Vi racconto due dei tanti momenti più emozionanti che certamente non avrei potuto vivere in un safari su jeep.
Il secondo giorno, dopo un quarto d’ora, la guida trova un’impronta freschissima di un leone. Il felino era passato meno di un’ora prima e decidiamo ovviamente di seguire la traccia. Non c’era vento, quindi muovendoci in silenzio, la possibilità di potere avvicinarci senza che il leone ci sentisse prima era buona. In questo momento si mescolano dentro di te l’adrenalina per l’eccitazione con l’ansia di ritrovarsi faccia a faccia con un degli animali più pericolosi del bush.
Tutti i tuoi sensi si attivano: provi a sentirlo per capire quanto è lontano, provi a vederlo in caso fosse nascosto sotto uno dei tanti arbusti, provi pure a sentire il suo odore perché anche se è ben nascosto, non può controllare l’odore che emette. Per due ore siamo andati avanti, controllando ogni arbusto e cercando in continuazione nuove impronte che confermassero che il leone fosse ancora davanti a noi.

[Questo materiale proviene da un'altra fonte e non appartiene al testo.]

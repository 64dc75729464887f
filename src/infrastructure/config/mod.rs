// ============================================================
// CONFIG LOADING
// ============================================================
// Layered engine configuration: defaults <- TOML file <- environment

use crate::domain::dataset::EngineConfig;
use crate::domain::error::{AppError, Result};
use figment::providers::{Env, Format, Serialized, Toml};
use figment::Figment;
use once_cell::sync::Lazy;

static RESOLVED: Lazy<EngineConfig> = Lazy::new(|| match load_config() {
    Ok(config) => config,
    Err(e) => {
        tracing::warn!(error = %e, "invalid engine config, falling back to defaults");
        EngineConfig::default()
    }
});

/// Name of the optional TOML config file looked up in the working
/// directory.
pub const CONFIG_FILE: &str = "datalimpia.toml";

/// Environment variable prefix, e.g. `DATALIMPIA_TYPE_SAMPLE_ROWS=50`.
pub const ENV_PREFIX: &str = "DATALIMPIA_";

/// Resolve the engine configuration: built-in defaults, overridden by an
/// optional `datalimpia.toml`, overridden by `DATALIMPIA_*` environment
/// variables. The merged result is validated before use.
pub fn load_config() -> Result<EngineConfig> {
    let config: EngineConfig = Figment::from(Serialized::defaults(EngineConfig::default()))
        .merge(Toml::file(CONFIG_FILE))
        .merge(Env::prefixed(ENV_PREFIX))
        .extract()
        .map_err(|e| AppError::Validation(format!("Invalid engine config: {}", e)))?;

    config.validate().map_err(AppError::Validation)?;
    Ok(config)
}

/// Environment-resolved configuration, loaded once per process. Invalid
/// overrides fall back to the defaults with a warning rather than
/// poisoning every consumer.
pub fn resolved() -> &'static EngineConfig {
    &RESOLVED
}

#[cfg(test)]
mod tests {
    use super::*;

    #[test]
    fn test_load_config_defaults() {
        let config = load_config().unwrap();
        assert_eq!(config.type_sample_rows, 100);
        assert_eq!(config.text_fill_value, "n/a");
        assert!(!config.strict_coercion);
    }
}
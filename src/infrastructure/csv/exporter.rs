// ============================================================
// DATASET EXPORTER
// ============================================================
// Render the current dataset back to CSV and build run metadata

use crate::domain::dataset::Dataset;
use crate::domain::error::{AppError, Result};
use chrono::{DateTime, Utc};
use serde::{Deserialize, Serialize};
use uuid::Uuid;

/// Render the dataset's selected columns as CSV text.
///
/// Null cells render as empty strings. A cell value containing the
/// delimiter is wrapped in double quotes; embedded quote characters are
/// not escaped (documented limitation, symmetric with the parser's lack
/// of quote handling).
pub fn to_csv(dataset: &Dataset) -> String {
    let selected: Vec<usize> = dataset
        .columns
        .iter()
        .enumerate()
        .filter(|(_, c)| c.selected)
        .map(|(idx, _)| idx)
        .collect();

    let mut lines = Vec::with_capacity(dataset.rows.len() + 1);

    let header = selected
        .iter()
        .map(|&idx| dataset.columns[idx].name.clone())
        .collect::<Vec<_>>()
        .join(",");
    lines.push(header);

    for row in &dataset.rows {
        let rendered = selected
            .iter()
            .map(|&idx| quote_if_needed(row.cell(idx).render()))
            .collect::<Vec<_>>()
            .join(",");
        lines.push(rendered);
    }

    lines.join("\n")
}

fn quote_if_needed(value: String) -> String {
    if value.contains(',') {
        format!("\"{}\"", value)
    } else {
        value
    }
}

/// Metadata record describing one export, serialized to JSON for the
/// reporting layer.
#[derive(Debug, Clone, Serialize, Deserialize)]
pub struct RunReport {
    pub report_id: Uuid,
    pub file_name: String,
    pub exported_at: DateTime<Utc>,
    pub row_count: usize,
    pub selected_columns: Vec<String>,
}

impl RunReport {
    pub fn to_json(&self) -> Result<String> {
        serde_json::to_string_pretty(self)
            .map_err(|e| AppError::Internal(format!("Failed to serialize run report: {}", e)))
    }
}

/// Build the run-metadata record for the dataset's current state.
pub fn run_report(dataset: &Dataset) -> RunReport {
    RunReport {
        report_id: Uuid::new_v4(),
        file_name: dataset.source_name.clone(),
        exported_at: Utc::now(),
        row_count: dataset.row_count(),
        selected_columns: dataset
            .selected_columns()
            .iter()
            .map(|c| c.name.clone())
            .collect(),
    }
}
// ============================================================
// COLUMN PROFILE
// ============================================================
// Per-column metadata: inferred type, selection flag, null count

use serde::{Deserialize, Serialize};

/// Semantic type inferred for a column.
#[derive(Debug, Clone, Copy, PartialEq, Eq, Serialize, Deserialize)]
pub enum ColumnType {
    /// More than half of the sampled non-empty values parse as numbers.
    Numeric,

    /// Everything else: categorical labels, free text, identifiers.
    Text,

    /// Transitional state before inference has run.
    Unknown,
}

impl ColumnType {
    pub fn is_numeric(&self) -> bool {
        matches!(self, ColumnType::Numeric)
    }
}

impl std::fmt::Display for ColumnType {
    fn fmt(&self, f: &mut std::fmt::Formatter<'_>) -> std::fmt::Result {
        match self {
            ColumnType::Numeric => write!(f, "numeric"),
            ColumnType::Text => write!(f, "text"),
            ColumnType::Unknown => write!(f, "unknown"),
        }
    }
}

/// Metadata about one dataset column.
#[derive(Debug, Clone, Serialize, Deserialize)]
pub struct ColumnProfile {
    /// Stable identity assigned at parse time (1-based position in the
    /// header line). Never reused; toggle and coercion target columns by
    /// this id.
    pub id: u32,

    /// Header string. Uniqueness within a dataset is not enforced.
    pub name: String,

    /// Inferred semantic type.
    pub column_type: ColumnType,

    /// Whether the column is active for downstream use. Defaults to true.
    pub selected: bool,

    /// Count of rows whose cell for this column matches the empty
    /// predicate. Recomputed after every cleaning mutation, never
    /// incrementally maintained.
    pub null_count: usize,
}

impl ColumnProfile {
    pub fn new(id: u32, name: impl Into<String>) -> Self {
        Self {
            id,
            name: name.into(),
            column_type: ColumnType::Unknown,
            selected: true,
            null_count: 0,
        }
    }
}
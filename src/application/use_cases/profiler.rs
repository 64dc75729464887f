// ============================================================
// COLUMN PROFILER
// ============================================================
// Infer column types and null counts from parsed rows

use crate::domain::dataset::{ColumnProfile, ColumnType, DataRow, EngineConfig};

/// Builds column profiles from parsed rows.
///
/// Type inference looks at a bounded sample of rows (the first
/// `type_sample_rows`, a tunable): a column whose non-empty sampled values
/// are more than half numeric-parseable classifies as numeric. Null counts
/// are exact over the full row set, not extrapolated from the sample.
pub struct ColumnProfiler {
    config: EngineConfig,
}

impl ColumnProfiler {
    pub fn new(config: EngineConfig) -> Self {
        Self { config }
    }

    /// Profile every column: stable 1-based id, inferred type, exact null
    /// count, selected by default.
    pub fn profile(&self, headers: &[String], rows: &[DataRow]) -> Vec<ColumnProfile> {
        headers
            .iter()
            .enumerate()
            .map(|(idx, header)| {
                let mut profile = ColumnProfile::new(idx as u32 + 1, header.as_str());
                profile.column_type = self.infer_type(rows, idx);
                profile.null_count = count_nulls(rows, idx);
                profile
            })
            .collect()
    }

    /// Classify one column from its sampled values.
    fn infer_type(&self, rows: &[DataRow], column: usize) -> ColumnType {
        let mut non_empty = 0usize;
        let mut numeric = 0usize;

        for row in rows.iter().take(self.config.type_sample_rows) {
            let cell = row.cell(column);
            if cell.is_empty() {
                continue;
            }
            non_empty += 1;
            if cell.as_number().is_some() {
                numeric += 1;
            }
        }

        // A column with no usable sample values stays textual.
        if non_empty == 0 {
            return ColumnType::Text;
        }

        if numeric as f32 / non_empty as f32 > self.config.numeric_threshold {
            ColumnType::Numeric
        } else {
            ColumnType::Text
        }
    }
}

/// Exact count of empty-predicate matches for one column.
pub fn count_nulls(rows: &[DataRow], column: usize) -> usize {
    rows.iter().filter(|row| row.cell(column).is_empty()).count()
}

/// Recompute every column's null count against the given rows. Called
/// after each cleaning mutation so that profiles never drift from the
/// data.
pub fn recompute_null_counts(columns: &mut [ColumnProfile], rows: &[DataRow]) {
    for (idx, column) in columns.iter_mut().enumerate() {
        column.null_count = count_nulls(rows, idx);
    }
}
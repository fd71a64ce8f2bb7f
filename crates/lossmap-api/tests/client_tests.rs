// Copyright 2026 Phillip Cloud
// Licensed under the Apache License, Version 2.0

use anyhow::{Result, anyhow};
use lossmap_api::Client;
use std::thread;
use std::time::Duration;
use time::macros::datetime;
use tiny_http::{Header, Response, Server};

fn json_response(body: &str, status: u16) -> Response<std::io::Cursor<Vec<u8>>> {
    Response::from_string(body)
        .with_status_code(status)
        .with_header(
            Header::from_bytes("Content-Type", "application/json")
                .expect("valid content type header"),
        )
}

#[test]
fn unreachable_endpoint_yields_actionable_error() {
    let client =
        Client::new("http://127.0.0.1:1", Duration::from_millis(50)).expect("client builds");

    let error = client
        .fetch_counties()
        .expect_err("fetch should fail for unreachable endpoint");
    let message = error.to_string();
    assert!(message.contains("cannot reach") || message.contains("timed out"));
    assert!(message.contains("127.0.0.1:1"));
}

#[test]
fn fetch_counties_decodes_run_and_rows() -> Result<()> {
    let server =
        Server::http("127.0.0.1:0").map_err(|error| anyhow!("start mock server: {error}"))?;
    let addr = format!("http://{}", server.server_addr());

    let handle = thread::spawn(move || {
        let request = server.recv().expect("request expected");
        assert_eq!(request.url(), "/loss/counties");
        let body = r#"{
            "run": "run_dt=20240101T000000Z",
            "counties": [
                {"fips": "48201", "name": "Harris", "state": "TX",
                 "p50": 2.0, "p90": 9.0, "el_total_sum": 1200.0},
                {"fips": "48113", "name": "Dallas", "el_total_sum": 800.0}
            ]
        }"#;
        request
            .respond(json_response(body, 200))
            .expect("response should succeed");
    });

    let client = Client::new(&addr, Duration::from_secs(1))?;
    let counties = client.fetch_counties()?;
    assert_eq!(counties.run.as_deref(), Some("run_dt=20240101T000000Z"));
    assert_eq!(counties.counties.len(), 2);
    assert_eq!(counties.counties[0].name, "Harris");
    assert_eq!(counties.counties[1].state, "");

    handle.join().expect("server thread should join");
    Ok(())
}

#[test]
fn series_request_carries_the_exact_run_qualifier() -> Result<()> {
    let server =
        Server::http("127.0.0.1:0").map_err(|error| anyhow!("start mock server: {error}"))?;
    let addr = format!("http://{}", server.server_addr());

    let handle = thread::spawn(move || {
        let request = server.recv().expect("request expected");
        let url = request.url().to_owned();
        assert!(url.starts_with("/loss/county?"), "unexpected url {url}");
        assert!(url.contains("fips=48201"), "missing fips in {url}");
        // '=' inside the value is percent-encoded by the query builder.
        assert!(
            url.contains("run=run_dt%3D20240101T000000Z"),
            "missing run qualifier in {url}"
        );
        let body = r#"{
            "fips": "48201",
            "series": [
                {"dt": "2024-01-01 00:00:00+00:00", "el_total": 100.0},
                {"dt": "2024-01-01 03:00:00+00:00", "el_total": 200.0},
                {"dt": "2024-01-01T06:00:00Z", "el_total": 50.0}
            ]
        }"#;
        request
            .respond(json_response(body, 200))
            .expect("response should succeed");
    });

    let client = Client::new(&addr, Duration::from_secs(1))?;
    let series = client.fetch_county_series("48201", Some("run_dt=20240101T000000Z"))?;
    assert_eq!(series.len(), 3);
    assert_eq!(series[0].dt, datetime!(2024-01-01 00:00 UTC));
    assert_eq!(series[2].dt, datetime!(2024-01-01 06:00 UTC));
    assert_eq!(series[1].el_total, 200.0);

    handle.join().expect("server thread should join");
    Ok(())
}

#[test]
fn series_request_omits_run_when_absent_and_pads_fips() -> Result<()> {
    let server =
        Server::http("127.0.0.1:0").map_err(|error| anyhow!("start mock server: {error}"))?;
    let addr = format!("http://{}", server.server_addr());

    let handle = thread::spawn(move || {
        let request = server.recv().expect("request expected");
        let url = request.url().to_owned();
        assert!(url.contains("fips=01001"), "fips not zero-padded in {url}");
        assert!(!url.contains("run="), "unexpected run qualifier in {url}");
        request
            .respond(json_response(r#"{"fips":"01001","series":[]}"#, 200))
            .expect("response should succeed");
    });

    let client = Client::new(&addr, Duration::from_secs(1))?;
    let series = client.fetch_county_series("1001", None)?;
    assert!(series.is_empty());

    handle.join().expect("server thread should join");
    Ok(())
}

#[test]
fn backend_error_envelope_surfaces_in_message() -> Result<()> {
    let server =
        Server::http("127.0.0.1:0").map_err(|error| anyhow!("start mock server: {error}"))?;
    let addr = format!("http://{}", server.server_addr());

    let handle = thread::spawn(move || {
        let request = server.recv().expect("request expected");
        request
            .respond(json_response(r#"{"error":"no processed runs yet"}"#, 404))
            .expect("response should succeed");
    });

    let client = Client::new(&addr, Duration::from_secs(1))?;
    let error = client
        .fetch_counties()
        .expect_err("404 should surface as error");
    let message = error.to_string();
    assert!(message.contains("404"));
    assert!(message.contains("no processed runs yet"));

    handle.join().expect("server thread should join");
    Ok(())
}

#[test]
fn fetch_top_requests_n_and_decodes_entries() -> Result<()> {
    let server =
        Server::http("127.0.0.1:0").map_err(|error| anyhow!("start mock server: {error}"))?;
    let addr = format!("http://{}", server.server_addr());

    let handle = thread::spawn(move || {
        let request = server.recv().expect("request expected");
        assert_eq!(request.url(), "/loss/top?n=5");
        let body = r#"{
            "run": "run_dt=20240101T000000Z",
            "top": [
                {"geoid": "48201001000", "state": "TX", "county": "Harris",
                 "el_total_sum": 512.5}
            ]
        }"#;
        request
            .respond(json_response(body, 200))
            .expect("response should succeed");
    });

    let client = Client::new(&addr, Duration::from_secs(1))?;
    let top = client.fetch_top(5)?;
    assert_eq!(top.top.len(), 1);
    assert_eq!(top.top[0].county, "Harris");
    assert_eq!(top.top[0].el_total_sum, 512.5);

    handle.join().expect("server thread should join");
    Ok(())
}

#[test]
fn fetch_bands_uppercases_the_state_filter() -> Result<()> {
    let server =
        Server::http("127.0.0.1:0").map_err(|error| anyhow!("start mock server: {error}"))?;
    let addr = format!("http://{}", server.server_addr());

    let handle = thread::spawn(move || {
        let request = server.recv().expect("request expected");
        assert_eq!(request.url(), "/loss/bands?state=TX");
        let body = r#"{
            "run": "run_dt=20240101T000000Z",
            "count": 1,
            "bands": [{"geoid": "48201001000", "state": "TX", "p50": 1.5, "p90": 9.5}]
        }"#;
        request
            .respond(json_response(body, 200))
            .expect("response should succeed");
    });

    let client = Client::new(&addr, Duration::from_secs(1))?;
    let bands = client.fetch_bands(Some("tx"))?;
    assert_eq!(bands.count, 1);
    assert_eq!(bands.bands[0].p90, 9.5);

    handle.join().expect("server thread should join");
    Ok(())
}
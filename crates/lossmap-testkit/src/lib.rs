// Copyright 2026 Phillip Cloud
// Licensed under the Apache License, Version 2.0

use lossmap_app::{CountiesResponse, CountySummary, SeriesPoint};
use serde_json::json;
use time::macros::datetime;
use time::{Duration, OffsetDateTime};

/// A stable cross-section of Texas counties used by demo mode and tests.
pub const TEXAS_COUNTIES: [(&str, &str); 24] = [
    ("48201", "Harris"),
    ("48113", "Dallas"),
    ("48439", "Tarrant"),
    ("48029", "Bexar"),
    ("48453", "Travis"),
    ("48085", "Collin"),
    ("48121", "Denton"),
    ("48215", "Hidalgo"),
    ("48141", "El Paso"),
    ("48157", "Fort Bend"),
    ("48339", "Montgomery"),
    ("48491", "Williamson"),
    ("48061", "Cameron"),
    ("48355", "Nueces"),
    ("48039", "Brazoria"),
    ("48167", "Galveston"),
    ("48027", "Bell"),
    ("48303", "Lubbock"),
    ("48245", "Jefferson"),
    ("48309", "McLennan"),
    ("48423", "Smith"),
    ("48479", "Webb"),
    ("48041", "Brazos"),
    ("48135", "Ector"),
];

/// The run identifier every fixture payload is pinned to.
pub fn fixture_run() -> &'static str {
    "run_dt=20260301T000000Z"
}

/// First forecast step of every fixture series.
pub fn fixture_series_start() -> OffsetDateTime {
    datetime!(2026-03-01 00:00 UTC)
}

#[derive(Debug, Clone)]
struct DeterministicRng {
    state: u64,
}

impl DeterministicRng {
    fn new(seed: u64) -> Self {
        Self { state: seed }
    }

    fn next_u64(&mut self) -> u64 {
        self.state = self
            .state
            .wrapping_mul(6_364_136_223_846_793_005)
            .wrapping_add(1_442_695_040_888_963_407);

        let mut x = self.state;
        x ^= x >> 13;
        x ^= x << 7;
        x ^= x >> 17;
        x
    }

    fn int_n(&mut self, n: usize) -> usize {
        if n <= 1 {
            return 0;
        }
        (self.next_u64() % (n as u64)) as usize
    }
}

/// Deterministic loss-data generator: same seed, same payloads.
#[derive(Debug, Clone)]
pub struct LossFaker {
    rng: DeterministicRng,
    seed: u64,
}

impl LossFaker {
    pub fn new(seed: u64) -> Self {
        let normalized = if seed == 0 { 1 } else { seed };
        Self {
            rng: DeterministicRng::new(normalized),
            seed: normalized,
        }
    }

    /// A full county list, one summary per fixture county, pinned to
    /// [`fixture_run`].
    pub fn counties_response(&mut self) -> CountiesResponse {
        let counties = TEXAS_COUNTIES
            .iter()
            .map(|(fips, name)| self.county_summary(fips, name))
            .collect();
        CountiesResponse {
            run: Some(fixture_run().to_owned()),
            counties,
        }
    }

    pub fn county_summary(&mut self, fips: &str, name: &str) -> CountySummary {
        let el_total_sum = 50_000.0 + self.rng.int_n(4_000_000) as f64;
        CountySummary {
            fips: fips.to_owned(),
            name: name.to_owned(),
            state: "TX".to_owned(),
            p50: el_total_sum / 80.0,
            p90: el_total_sum / 12.0,
            el_total_sum,
        }
    }

    /// A 3-hourly series for one county. Keyed off the fips so the shape of
    /// a county's series does not depend on fetch order.
    pub fn series(&self, fips: &str, steps: usize) -> Vec<SeriesPoint> {
        let mut rng = DeterministicRng::new(self.seed ^ fips_key(fips));
        let start = fixture_series_start();
        (0..steps)
            .map(|index| SeriesPoint {
                dt: start + Duration::hours(3 * index as i64),
                el_total: rng.int_n(90_000) as f64,
            })
            .collect()
    }
}

fn fips_key(fips: &str) -> u64 {
    // FNV-1a; only needs to be stable, not strong.
    let mut hash = 0xcbf2_9ce4_8422_2325_u64;
    for byte in fips.as_bytes() {
        hash ^= u64::from(*byte);
        hash = hash.wrapping_mul(0x0000_0100_0000_01b3);
    }
    hash
}

/// A synthetic FeatureCollection placing each fixture county on a square
/// grid over the Texas bounding box. Real topology is not needed to
/// exercise joins, shading, centroids, and hit testing.
pub fn county_grid_geojson() -> String {
    const COLUMNS: usize = 6;
    const CELL: f64 = 1.2;
    const ORIGIN: (f64, f64) = (-104.0, 26.0);

    let features: Vec<serde_json::Value> = TEXAS_COUNTIES
        .iter()
        .enumerate()
        .map(|(index, (fips, name))| {
            let column = (index % COLUMNS) as f64;
            let row = (index / COLUMNS) as f64;
            let west = ORIGIN.0 + column * CELL;
            let south = ORIGIN.1 + row * CELL;
            let east = west + CELL * 0.9;
            let north = south + CELL * 0.9;
            json!({
                "type": "Feature",
                "properties": {"GEOID": fips, "NAME": name},
                "geometry": {
                    "type": "Polygon",
                    "coordinates": [[
                        [west, south],
                        [east, south],
                        [east, north],
                        [west, north],
                        [west, south]
                    ]]
                }
            })
        })
        .collect();

    json!({"type": "FeatureCollection", "features": features}).to_string()
}
// Copyright 2026 Phillip Cloud
// Licensed under the Apache License, Version 2.0

use anyhow::{Context, Result, bail};
use geojson::{Feature, GeoJson, Value};
use lossmap_app::normalize_fips;
use std::collections::HashMap;
use std::fs;
use std::path::Path;

/// The fixed region: Texas county FIPS codes start with `48`.
pub const REGION_FIPS_PREFIX: &str = "48";

/// One county's polygon outline(s). Only exterior rings are kept; interior
/// holes do not occur in county topology at the resolutions we draw.
#[derive(Debug, Clone, PartialEq)]
pub struct CountyShape {
    pub fips: String,
    pub name: String,
    pub rings: Vec<Vec<(f64, f64)>>,
}

/// The region's county polygons plus a memoized centroid cache.
///
/// Topology is static for the session, so centroids are computed once per
/// fips and never invalidated.
#[derive(Debug, Clone, PartialEq, Default)]
pub struct CountyAtlas {
    shapes: Vec<CountyShape>,
    by_fips: HashMap<String, usize>,
    centroids: HashMap<String, (f64, f64)>,
}

impl CountyAtlas {
    pub fn from_geojson_file(path: &Path) -> Result<Self> {
        let raw = fs::read_to_string(path)
            .with_context(|| format!("read county geojson {}", path.display()))?;
        Self::from_geojson_str(&raw)
            .with_context(|| format!("parse county geojson {}", path.display()))
    }

    /// Parse a GeoJSON FeatureCollection and keep the fixed region's
    /// counties. Features without a resolvable identifier or polygon
    /// geometry are skipped, not errors; topology files mix feature kinds.
    pub fn from_geojson_str(raw: &str) -> Result<Self> {
        let geojson: GeoJson = raw.parse().context("parse GeoJSON")?;
        let GeoJson::FeatureCollection(collection) = geojson else {
            bail!("county topology must be a FeatureCollection");
        };

        let mut shapes = Vec::new();
        for feature in collection.features {
            let Some(fips) = feature_fips(&feature) else {
                continue;
            };
            if !fips.starts_with(REGION_FIPS_PREFIX) {
                continue;
            }
            let rings = feature
                .geometry
                .as_ref()
                .map(|geometry| exterior_rings(&geometry.value))
                .unwrap_or_default();
            if rings.is_empty() {
                continue;
            }
            shapes.push(CountyShape {
                fips,
                name: feature_name(&feature),
                rings,
            });
        }

        let by_fips = shapes
            .iter()
            .enumerate()
            .map(|(index, shape)| (shape.fips.clone(), index))
            .collect();

        Ok(Self {
            shapes,
            by_fips,
            centroids: HashMap::new(),
        })
    }

    pub fn shapes(&self) -> &[CountyShape] {
        &self.shapes
    }

    pub fn len(&self) -> usize {
        self.shapes.len()
    }

    pub fn is_empty(&self) -> bool {
        self.shapes.is_empty()
    }

    pub fn get(&self, fips: &str) -> Option<&CountyShape> {
        self.by_fips
            .get(&normalize_fips(fips))
            .map(|index| &self.shapes[*index])
    }

    /// Region bounding box as `(min_lon, min_lat, max_lon, max_lat)`.
    pub fn bounds(&self) -> Option<(f64, f64, f64, f64)> {
        let mut bounds: Option<(f64, f64, f64, f64)> = None;
        for shape in &self.shapes {
            for ring in &shape.rings {
                for &(lon, lat) in ring {
                    bounds = Some(match bounds {
                        None => (lon, lat, lon, lat),
                        Some((min_lon, min_lat, max_lon, max_lat)) => (
                            min_lon.min(lon),
                            min_lat.min(lat),
                            max_lon.max(lon),
                            max_lat.max(lat),
                        ),
                    });
                }
            }
        }
        bounds
    }

    /// Centroid of a county's largest ring, memoized per fips.
    pub fn centroid(&mut self, fips: &str) -> Option<(f64, f64)> {
        let key = normalize_fips(fips);
        if let Some(cached) = self.centroids.get(&key) {
            return Some(*cached);
        }
        let index = *self.by_fips.get(&key)?;
        let centroid = shape_centroid(&self.shapes[index])?;
        self.centroids.insert(key, centroid);
        Some(centroid)
    }

    /// The first county whose outline contains the point, if any.
    pub fn hit_test(&self, lon: f64, lat: f64) -> Option<&CountyShape> {
        self.shapes.iter().find(|shape| {
            shape
                .rings
                .iter()
                .any(|ring| point_in_ring(ring, lon, lat))
        })
    }
}

fn feature_fips(feature: &Feature) -> Option<String> {
    let from_properties = feature.properties.as_ref().and_then(|properties| {
        ["fips", "FIPS", "geoid", "GEOID", "id"]
            .iter()
            .find_map(|key| properties.get(*key))
            .and_then(property_string)
    });
    let raw = from_properties.or_else(|| match &feature.id {
        Some(geojson::feature::Id::String(value)) => Some(value.clone()),
        Some(geojson::feature::Id::Number(value)) => Some(value.to_string()),
        None => None,
    })?;
    let trimmed = raw.trim();
    if trimmed.is_empty() {
        return None;
    }
    Some(normalize_fips(trimmed))
}

fn feature_name(feature: &Feature) -> String {
    feature
        .properties
        .as_ref()
        .and_then(|properties| {
            ["name", "NAME", "county", "NAMELSAD"]
                .iter()
                .find_map(|key| properties.get(*key))
                .and_then(property_string)
        })
        .unwrap_or_default()
}

fn property_string(value: &serde_json::Value) -> Option<String> {
    match value {
        serde_json::Value::String(text) => Some(text.clone()),
        serde_json::Value::Number(number) => Some(number.to_string()),
        _ => None,
    }
}

/// Exterior rings of a polygonal geometry, as lon/lat pairs.
fn exterior_rings(value: &Value) -> Vec<Vec<(f64, f64)>> {
    match value {
        Value::Polygon(rings) => rings
            .first()
            .map(|exterior| vec![positions_to_ring(exterior)])
            .unwrap_or_default(),
        Value::MultiPolygon(polygons) => polygons
            .iter()
            .filter_map(|rings| rings.first())
            .map(|exterior| positions_to_ring(exterior))
            .collect(),
        Value::GeometryCollection(geometries) => geometries
            .iter()
            .flat_map(|geometry| exterior_rings(&geometry.value))
            .collect(),
        _ => Vec::new(),
    }
}

fn positions_to_ring(positions: &[Vec<f64>]) -> Vec<(f64, f64)> {
    positions
        .iter()
        .filter(|position| position.len() >= 2)
        .map(|position| (position[0], position[1]))
        .collect()
}

/// Centroid of the shape's largest-area ring; multi-part counties label on
/// their mainland rather than an averaged open-water point.
fn shape_centroid(shape: &CountyShape) -> Option<(f64, f64)> {
    shape
        .rings
        .iter()
        .filter(|ring| !ring.is_empty())
        .max_by(|a, b| ring_area(a).abs().total_cmp(&ring_area(b).abs()))
        .map(|ring| ring_centroid(ring))
}

fn ring_area(ring: &[(f64, f64)]) -> f64 {
    let n = ring.len();
    if n < 3 {
        return 0.0;
    }
    let mut area2 = 0.0;
    for i in 0..n {
        let (x0, y0) = ring[i];
        let (x1, y1) = ring[(i + 1) % n];
        area2 += x0 * y1 - x1 * y0;
    }
    area2 / 2.0
}

fn ring_centroid(ring: &[(f64, f64)]) -> (f64, f64) {
    let n = ring.len();
    let area = ring_area(ring);
    if area.abs() < 1e-12 {
        // Degenerate ring; fall back to the vertex mean.
        let (sum_x, sum_y) = ring
            .iter()
            .fold((0.0, 0.0), |(sx, sy), (x, y)| (sx + x, sy + y));
        let count = n.max(1) as f64;
        return (sum_x / count, sum_y / count);
    }

    let mut cx = 0.0;
    let mut cy = 0.0;
    for i in 0..n {
        let (x0, y0) = ring[i];
        let (x1, y1) = ring[(i + 1) % n];
        let cross = x0 * y1 - x1 * y0;
        cx += (x0 + x1) * cross;
        cy += (y0 + y1) * cross;
    }
    (cx / (6.0 * area), cy / (6.0 * area))
}

/// Even-odd ray cast.
fn point_in_ring(ring: &[(f64, f64)], lon: f64, lat: f64) -> bool {
    let n = ring.len();
    if n < 3 {
        return false;
    }
    let mut inside = false;
    let mut j = n - 1;
    for i in 0..n {
        let (xi, yi) = ring[i];
        let (xj, yj) = ring[j];
        if (yi > lat) != (yj > lat) && lon < (xj - xi) * (lat - yi) / (yj - yi) + xi {
            inside = !inside;
        }
        j = i;
    }
    inside
}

Poi la guida vede un’impronta nuova, un po’ diversa dalle precedenti. «Ci ha sentiti – dice – guarda, si vede qua che ha accelerato il passo. Non ce la faremo a raggiungerlo». Anche se da un lato, questa è la storia di un fallimento, credo che mi abbia regalato molte più emozioni che se avessi avvistato un leone dalla jeep.
(continua…)
Leggi qui la prima puntata di “L’Africa da un altro punto di vista”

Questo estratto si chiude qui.